--- Task to complete ---
All that is wanted is how many lines in the records below include the string "thumbnails".

Stored data:
▶
//! Error types module
//!
//! All failures surface through the `AppError` enum so every component
//! reports errors the same way. HTTP response conversion lives in the API
//! crate.

use std::io;

/// Log level for error reporting
#[derive(Debug, Clone, Copy, PartialEq, Eq)]
pub enum LogLevel {
    /// Debug level - for expected errors like validation failures
    Debug,
    /// Warning level - for recoverable issues like deadline expiry
    Warn,
    /// Error level - for unexpected failures
    Error,
}

#[derive(Debug, thiserror::Error)]
pub enum AppError {
    #[error("Invalid input: {0}")]
    InvalidInput(String),

    #[error("Image processing error: {0}")]
    ImageProcessing(String),

    #[error("Storage error: {0}")]
    Storage(String),

    #[error("The request took too long to process. Please try again with fewer or smaller images.")]
    Timeout,

    #[error("Internal error: {0}")]
    Internal(String),
}

impl AppError {
    /// Severity used when the error is logged at the HTTP boundary.
    pub fn log_level(&self) -> LogLevel {
        match self {
            AppError::InvalidInput(_) => LogLevel::Debug,
            AppError::Timeout => LogLevel::Warn,
            _ => LogLevel::Error,
        }
    }

    /// Machine-readable error kind, used as a structured logging field.
    pub fn error_type(&self) -> &'static str {
        match self {
            AppError::InvalidInput(_) => "invalid_input",
            AppError::ImageProcessing(_) => "image_processing",
            AppError::Storage(_) => "storage",
            AppError::Timeout => "timeout",
            AppError::Internal(_) => "internal",
        }
    }
}

impl From<anyhow::Error> for AppError {
    fn from(err: anyhow::Error) -> Self {
        AppError::Internal(err.to_string())
    }
}

impl From<io::Error> for AppError {
    fn from(err: io::Error) -> Self {
        AppError::Internal(format!("IO error: {}", err))
    }
}
//! Local filesystem storage implementation

use crate::traits::{Storage, StorageError, StorageResult};
use async_trait::async_trait;
use std::path::PathBuf;
use tokio::fs;
use tokio::io::AsyncWriteExt;

/// Local filesystem storage
///
/// Files land under `base_path/<key>` and are served under
/// `base_url/<key>`. With an empty `base_url` the returned URLs are
/// relative (e.g. `/optimized/abc.jpg`), matching a same-origin serving
/// setup.
#[derive(Clone)]
pub struct LocalStorage {
    base_path: PathBuf,
    base_url: String,
}

impl LocalStorage {
    /// Create a new LocalStorage rooted at `base_path`, creating the
    /// directory if needed.
    pub async fn new(base_path: impl Into<PathBuf>, base_url: String) -> StorageResult<Self> {
        let base_path = base_path.into();

        fs::create_dir_all(&base_path).await.map_err(|e| {
            StorageError::ConfigError(format!(
                "Failed to create storage directory {}: {}",
                base_path.display(),
                e
            ))
        })?;

        Ok(LocalStorage {
            base_path,
            base_url: base_url.trim_end_matches('/').to_string(),
        })
    }

    /// Root directory files are stored under.
    pub fn base_path(&self) -> &PathBuf {
        &self.base_path
    }

    /// Convert a storage key to a filesystem path, rejecting keys that
    /// could escape the storage root.
    fn key_to_path(&self, key: &str) -> StorageResult<PathBuf> {
        if key.contains("..") || key.starts_with('/') || key.is_empty() {
            return Err(StorageError::InvalidKey(format!(
                "Storage key contains invalid characters: {}",
                key
            )));
        }

        Ok(self.base_path.join(key))
    }

    fn key_to_url(&self, key: &str) -> String {
        format!("{}/{}", self.base_url, key)
    }
}

#[async_trait]
impl Storage for LocalStorage {
    async fn store(&self, key: &str, data: Vec<u8>) -> StorageResult<String> {
        let path = self.key_to_path(key)?;

        if let Some(parent) = path.parent() {
            fs::create_dir_all(parent).await?;
        }

        let mut file = fs::File::create(&path)
            .await
            .map_err(|e| StorageError::UploadFailed(format!("{}: {}", path.display(), e)))?;
        file.write_all(&data)
            .await
            .map_err(|e| StorageError::UploadFailed(format!("{}: {}", path.display(), e)))?;
        file.flush().await?;

        tracing::debug!(key, bytes = data.len(), "Stored file");
        Ok(self.key_to_url(key))
    }

    async fn delete(&self, key: &str) -> StorageResult<()> {
        let path = self.key_to_path(key)?;
        fs::remove_file(&path)
            .await
            .map_err(|e| StorageError::DeleteFailed(format!("{}: {}", path.display(), e)))?;
        Ok(())
    }
}

#[cfg(test)]
mod tests {
    use super::*;

    async fn storage_in(dir: &tempfile::TempDir) -> LocalStorage {
        LocalStorage::new(dir.path(), String::new()).await.unwrap()
    }

    #[tokio::test]
    async fn test_store_writes_file_and_returns_relative_url() {
        let dir = tempfile::tempdir().unwrap();
        let storage = storage_in(&dir).await;

        let url = storage
            .store("optimized/abc.jpg", vec![1, 2, 3])
            .await
            .unwrap();

        assert_eq!(url, "/optimized/abc.jpg");
        let on_disk = std::fs::read(dir.path().join("optimized/abc.jpg")).unwrap();
        assert_eq!(on_disk, vec![1, 2, 3]);
    }

    #[tokio::test]
    async fn test_store_prefixes_base_url() {
        let dir = tempfile::tempdir().unwrap();
        let storage = LocalStorage::new(dir.path(), "http://localhost:3000/".to_string())
            .await
            .unwrap();

        let url = storage
            .store("thumbnails/abc_thumb.jpg", vec![0])
            .await
            .unwrap();

        assert_eq!(url, "http://localhost:3000/thumbnails/abc_thumb.jpg");
    }

    #[tokio::test]
    async fn test_traversal_keys_are_rejected() {
        let dir = tempfile::tempdir().unwrap();
        let storage = storage_in(&dir).await;

        for key in ["../escape.jpg", "/absolute.jpg", ""] {
            let result = storage.store(key, vec![0]).await;
            assert!(matches!(result, Err(StorageError::InvalidKey(_))), "{key}");
        }
    }

    #[tokio::test]
    async fn test_delete_removes_file() {
        let dir = tempfile::tempdir().unwrap();
        let storage = storage_in(&dir).await;

        storage.store("optimized/gone.jpg", vec![7]).await.unwrap();
        storage.delete("optimized/gone.jpg").await.unwrap();

        assert!(!dir.path().join("optimized/gone.jpg").exists());
    }
}
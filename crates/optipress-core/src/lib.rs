//! Optipress Core Library
//!
//! This crate provides the domain models, error types, and configuration
//! shared across all Optipress components.

pub mod config;
pub mod error;
pub mod models;

// Re-export commonly used types
pub use config::Config;
pub use error::{AppError, LogLevel};
pub use models::{
    BatchJob, OptimizationResult, OptimizationTarget, OptimizeResponse, OptimizedImageResponse,
    UploadedImage,
};
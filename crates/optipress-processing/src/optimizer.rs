//! Size-convergence optimizer
//!
//! Drives repeated codec invocations to bring one image under its byte
//! budget, stepping quality down from 80 in steps of 5. Every attempt
//! re-encodes from the original source bytes, never from the previous
//! output, so quality characteristics stay reproducible. The thumbnail is
//! a single fixed-quality pass, independent of the budget.

use crate::codec::{CodecError, ImageCodec};
use optipress_core::models::{OptimizationResult, OptimizationTarget, UploadedImage};
use std::sync::Arc;
use std::time::Instant;

pub struct SizeOptimizer {
    codec: Arc<dyn ImageCodec>,
}

impl SizeOptimizer {
    pub fn new(codec: Arc<dyn ImageCodec>) -> Self {
        SizeOptimizer { codec }
    }

    /// Optimize one image toward `target.max_bytes`, best-effort.
    ///
    /// If the source already fits, the "optimized" output is the raw
    /// source bytes, unencoded. If even the lowest attempted quality (15)
    /// does not fit, the oversized result is returned as a fact, not an
    /// error.
    pub fn optimize(
        &self,
        image: &UploadedImage,
        target: &OptimizationTarget,
    ) -> Result<OptimizationResult, CodecError> {
        let start = Instant::now();
        let original_size = image.size_bytes();

        let mut quality = target.initial_quality;
        let mut buffer = image.data.clone();

        while buffer.len() > target.max_bytes && quality > target.quality_floor {
            buffer = self
                .codec
                .encode(&image.data, target.main_bounding_box, quality)?;
            quality -= target.quality_step;
        }

        let thumbnail = self.codec.encode(
            &image.data,
            target.thumbnail_bounding_box,
            target.thumbnail_quality,
        )?;

        let optimized_size = buffer.len();
        let thumbnail_size = thumbnail.len();
        let compression_ratio = round2(optimized_size as f64 / original_size as f64 * 100.0);
        let processing_time = start.elapsed().as_secs_f64();

        tracing::debug!(
            original_name = %image.original_name,
            original_size,
            optimized_size,
            thumbnail_size,
            final_quality = quality,
            target_bytes = target.max_bytes,
            converged = optimized_size <= target.max_bytes,
            "Optimized image"
        );

        Ok(OptimizationResult {
            original_name: image.original_name.clone(),
            optimized: buffer,
            thumbnail,
            original_size,
            optimized_size,
            thumbnail_size,
            compression_ratio,
            processing_time,
        })
    }
}

fn round2(value: f64) -> f64 {
    (value * 100.0).round() / 100.0
}
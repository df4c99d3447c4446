//! Optipress API Library
//!
//! HTTP surface for the image optimization service: request orchestration,
//! error-to-response mapping, and application setup.

mod handlers;

pub mod error;
pub mod setup;
pub mod state;
pub mod telemetry;

// Re-exports
pub use error::{ErrorResponse, HttpAppError};
pub use state::AppState;
//! Storage abstraction trait

use async_trait::async_trait;
use thiserror::Error;

/// Storage operation errors
#[derive(Debug, Error)]
pub enum StorageError {
    #[error("Upload failed: {0}")]
    UploadFailed(String),

    #[error("Delete failed: {0}")]
    DeleteFailed(String),

    #[error("Invalid storage key: {0}")]
    InvalidKey(String),

    #[error("IO error: {0}")]
    IoError(#[from] std::io::Error),

    #[error("Configuration error: {0}")]
    ConfigError(String),
}

/// Result type for storage operations
pub type StorageResult<T> = Result<T, StorageError>;

/// Storage abstraction trait
///
/// Backends persist a buffer under a key and return the publicly
/// retrievable URL for it. The optimization core never keeps buffers
/// after handing them to storage.
#[async_trait]
pub trait Storage: Send + Sync {
    /// Persist `data` under `key` and return its public URL.
    async fn store(&self, key: &str, data: Vec<u8>) -> StorageResult<String>;

    /// Delete a previously stored file.
    async fn delete(&self, key: &str) -> StorageResult<()>;
}
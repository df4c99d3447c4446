//! Batch dispatcher
//!
//! Fans a batch out over a fixed-size worker pool, keeping the CPU-bound
//! encode work off the request-serving tasks. The pool is an explicitly
//! constructed resource: built once at process start, shared across all
//! requests, and injected wherever batches are run.
//!
//! Callers that stop waiting (deadline expiry) simply detach; no
//! cancellation reaches in-flight work. Orphaned optimizations run to
//! completion and release their buffers on normal task exit.

use crate::codec::{CodecError, ImageCodec};
use crate::optimizer::SizeOptimizer;
use optipress_core::models::{BatchJob, OptimizationResult};
use std::sync::Arc;
use tokio::sync::Semaphore;

#[derive(Debug, thiserror::Error)]
pub enum BatchError {
    #[error("failed to optimize '{name}': {source}")]
    Image {
        name: String,
        #[source]
        source: CodecError,
    },

    #[error("optimization task failed: {0}")]
    Join(String),

    #[error("worker pool is shut down")]
    PoolClosed,
}

/// Process-wide bounded worker pool for image optimization.
pub struct OptimizerPool {
    semaphore: Arc<Semaphore>,
    optimizer: Arc<SizeOptimizer>,
}

impl OptimizerPool {
    /// Create a pool allowing at most `max_workers` simultaneous
    /// CPU-bound optimizations across all requests.
    pub fn new(codec: Arc<dyn ImageCodec>, max_workers: usize) -> Self {
        tracing::info!(max_workers, "Optimizer pool initialized");
        OptimizerPool {
            semaphore: Arc::new(Semaphore::new(max_workers.max(1))),
            optimizer: Arc::new(SizeOptimizer::new(codec)),
        }
    }

    /// Run the optimizer once per image, bounded by the pool, and return
    /// results in input order.
    ///
    /// All-or-nothing: the first codec failure fails the whole batch.
    /// Remaining in-flight images are left to finish on their own and
    /// their results are discarded.
    #[tracing::instrument(skip(self, job), fields(batch_size = job.images.len()))]
    pub async fn run_batch(&self, job: BatchJob) -> Result<Vec<OptimizationResult>, BatchError> {
        let BatchJob { images, target } = job;

        let mut handles = Vec::with_capacity(images.len());
        for image in images {
            let semaphore = self.semaphore.clone();
            let optimizer = self.optimizer.clone();

            handles.push(tokio::spawn(async move {
                let _permit = semaphore
                    .acquire_owned()
                    .await
                    .map_err(|_| BatchError::PoolClosed)?;

                let name = image.original_name.clone();
                tokio::task::spawn_blocking(move || optimizer.optimize(&image, &target))
                    .await
                    .map_err(|e| BatchError::Join(e.to_string()))?
                    .map_err(|source| BatchError::Image { name, source })
            }));
        }

        // Join in submission order so output order matches input order.
        let mut results = Vec::with_capacity(handles.len());
        for handle in handles {
            let result = handle
                .await
                .map_err(|e| BatchError::Join(e.to_string()))??;
            results.push(result);
        }

        Ok(results)
    }
}

#[cfg(test)]
mod tests {
    use super::*;
    use bytes::Bytes;
    use optipress_core::models::{BoundingBox, OptimizationTarget, UploadedImage};
    use std::sync::atomic::{AtomicUsize, Ordering};
    use std::time::Duration;

    /// Codec stub: first source byte selects per-image latency, a leading
    /// 0xFF simulates an undecodable image.
    struct StubCodec {
        active: AtomicUsize,
        peak: AtomicUsize,
    }

    impl StubCodec {
        fn new() -> Self {
            StubCodec {
                active: AtomicUsize::new(0),
                peak: AtomicUsize::new(0),
            }
        }
    }

    impl ImageCodec for StubCodec {
        fn encode(&self, source: &[u8], _: BoundingBox, _: u8) -> Result<Bytes, CodecError> {
            if source.first() == Some(&0xFF) {
                return Err(CodecError::Decode("stub: undecodable".to_string()));
            }

            let current = self.active.fetch_add(1, Ordering::SeqCst) + 1;
            self.peak.fetch_max(current, Ordering::SeqCst);

            let delay_ms = source.first().copied().unwrap_or(0) as u64 * 10;
            std::thread::sleep(Duration::from_millis(delay_ms));

            self.active.fetch_sub(1, Ordering::SeqCst);
            Ok(Bytes::from_static(&[0u8; 16]))
        }
    }

    fn image(name: &str, first_byte: u8, size: usize) -> UploadedImage {
        let mut data = vec![0u8; size];
        data[0] = first_byte;
        UploadedImage::new(name, Bytes::from(data))
    }

    fn oversized_target() -> OptimizationTarget {
        // Every test image exceeds this, so the convergence loop runs.
        OptimizationTarget::with_max_bytes(64)
    }

    #[tokio::test(flavor = "multi_thread", worker_threads = 4)]
    async fn test_result_order_matches_input_order() {
        let pool = OptimizerPool::new(Arc::new(StubCodec::new()), 8);

        // Later images finish first (decreasing latency).
        let images: Vec<UploadedImage> = (0..5)
            .map(|i| image(&format!("img{}.jpg", i), 5 - i as u8, 1024))
            .collect();

        let results = pool
            .run_batch(BatchJob::new(images, oversized_target()))
            .await
            .unwrap();

        let names: Vec<&str> = results.iter().map(|r| r.original_name.as_str()).collect();
        assert_eq!(
            names,
            vec!["img0.jpg", "img1.jpg", "img2.jpg", "img3.jpg", "img4.jpg"]
        );
    }

    #[tokio::test(flavor = "multi_thread", worker_threads = 4)]
    async fn test_codec_failure_aborts_batch() {
        let pool = OptimizerPool::new(Arc::new(StubCodec::new()), 4);

        let images = vec![
            image("ok.jpg", 1, 1024),
            image("broken.jpg", 0xFF, 1024),
            image("also-ok.jpg", 1, 1024),
        ];

        let err = pool
            .run_batch(BatchJob::new(images, oversized_target()))
            .await
            .unwrap_err();

        match err {
            BatchError::Image { name, .. } => assert_eq!(name, "broken.jpg"),
            other => panic!("expected image failure, got {other}"),
        }
    }

    #[tokio::test(flavor = "multi_thread", worker_threads = 8)]
    async fn test_concurrency_is_bounded_by_pool_size() {
        let codec = Arc::new(StubCodec::new());
        let pool = OptimizerPool::new(codec.clone(), 2);

        let images: Vec<UploadedImage> = (0..6)
            .map(|i| image(&format!("img{}.jpg", i), 3, 1024))
            .collect();

        pool.run_batch(BatchJob::new(images, oversized_target()))
            .await
            .unwrap();

        assert!(codec.peak.load(Ordering::SeqCst) <= 2);
    }

    #[tokio::test]
    async fn test_empty_batch_yields_empty_results() {
        let pool = OptimizerPool::new(Arc::new(StubCodec::new()), 2);

        let results = pool
            .run_batch(BatchJob::new(Vec::new(), OptimizationTarget::default()))
            .await
            .unwrap();

        assert!(results.is_empty());
    }
}
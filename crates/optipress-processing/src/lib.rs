//! Optipress Processing Library
//!
//! The CPU-bound core of the service:
//! - codec: resize + JPEG re-encode behind the `ImageCodec` trait
//! - optimizer: quality-step convergence toward a byte budget
//! - dispatcher: bounded-concurrency batch execution off the request path

pub mod codec;
pub mod dispatcher;
pub mod optimizer;

// Re-export commonly used types
pub use codec::{CodecError, ImageCodec, JpegCodec};
pub use dispatcher::{BatchError, OptimizerPool};
pub use optimizer::SizeOptimizer;
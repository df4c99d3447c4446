//! HTTP error response conversion
//!
//! Handlers return `Result<impl IntoResponse, HttpAppError>`; any
//! `AppError` converts into `HttpAppError` and renders consistently
//! (status, JSON body, logging).

use axum::{
    http::StatusCode,
    response::{IntoResponse, Response},
    Json,
};
use optipress_core::{AppError, LogLevel};
use serde::Serialize;

#[derive(Debug, Serialize)]
pub struct ErrorResponse {
    pub error: String,
    #[serde(skip_serializing_if = "Option::is_none")]
    pub details: Option<String>,
}

/// Wrapper type for AppError to implement IntoResponse. Needed because of
/// Rust's orphan rules - IntoResponse is an external trait and AppError
/// lives in optipress-core.
#[derive(Debug)]
pub struct HttpAppError(pub AppError);

impl From<AppError> for HttpAppError {
    fn from(err: AppError) -> Self {
        HttpAppError(err)
    }
}

impl From<anyhow::Error> for HttpAppError {
    fn from(err: anyhow::Error) -> Self {
        HttpAppError(AppError::Internal(err.to_string()))
    }
}

fn log_error(error: &AppError) {
    let error_type = error.error_type();
    match error.log_level() {
        LogLevel::Debug => {
            tracing::debug!(error = %error, error_type = error_type, "Error occurred");
        }
        LogLevel::Warn => {
            tracing::warn!(error = %error, error_type = error_type, "Error occurred");
        }
        LogLevel::Error => {
            tracing::error!(error = %error, error_type = error_type, "Error occurred");
        }
    }
}

impl IntoResponse for HttpAppError {
    fn into_response(self) -> Response {
        log_error(&self.0);

        let (status, body) = match &self.0 {
            AppError::InvalidInput(message) => (
                StatusCode::BAD_REQUEST,
                ErrorResponse {
                    error: message.clone(),
                    details: None,
                },
            ),
            AppError::Timeout => (
                StatusCode::INTERNAL_SERVER_ERROR,
                ErrorResponse {
                    error: self.0.to_string(),
                    details: None,
                },
            ),
            AppError::ImageProcessing(details)
            | AppError::Storage(details)
            | AppError::Internal(details) => (
                StatusCode::INTERNAL_SERVER_ERROR,
                ErrorResponse {
                    error: "An error occurred while optimizing images".to_string(),
                    details: Some(details.clone()),
                },
            ),
        };

        (status, Json(body)).into_response()
    }
}

#[cfg(test)]
mod tests {
    use super::*;

    #[test]
    fn test_invalid_input_maps_to_400() {
        let response =
            HttpAppError(AppError::InvalidInput("No files uploaded".into())).into_response();
        assert_eq!(response.status(), StatusCode::BAD_REQUEST);
    }

    #[test]
    fn test_timeout_maps_to_500() {
        let response = HttpAppError(AppError::Timeout).into_response();
        assert_eq!(response.status(), StatusCode::INTERNAL_SERVER_ERROR);
    }

    #[test]
    fn test_processing_error_maps_to_500() {
        let response =
            HttpAppError(AppError::ImageProcessing("bad jpeg".into())).into_response();
        assert_eq!(response.status(), StatusCode::INTERNAL_SERVER_ERROR);
    }
}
◀
--- Answer ---
2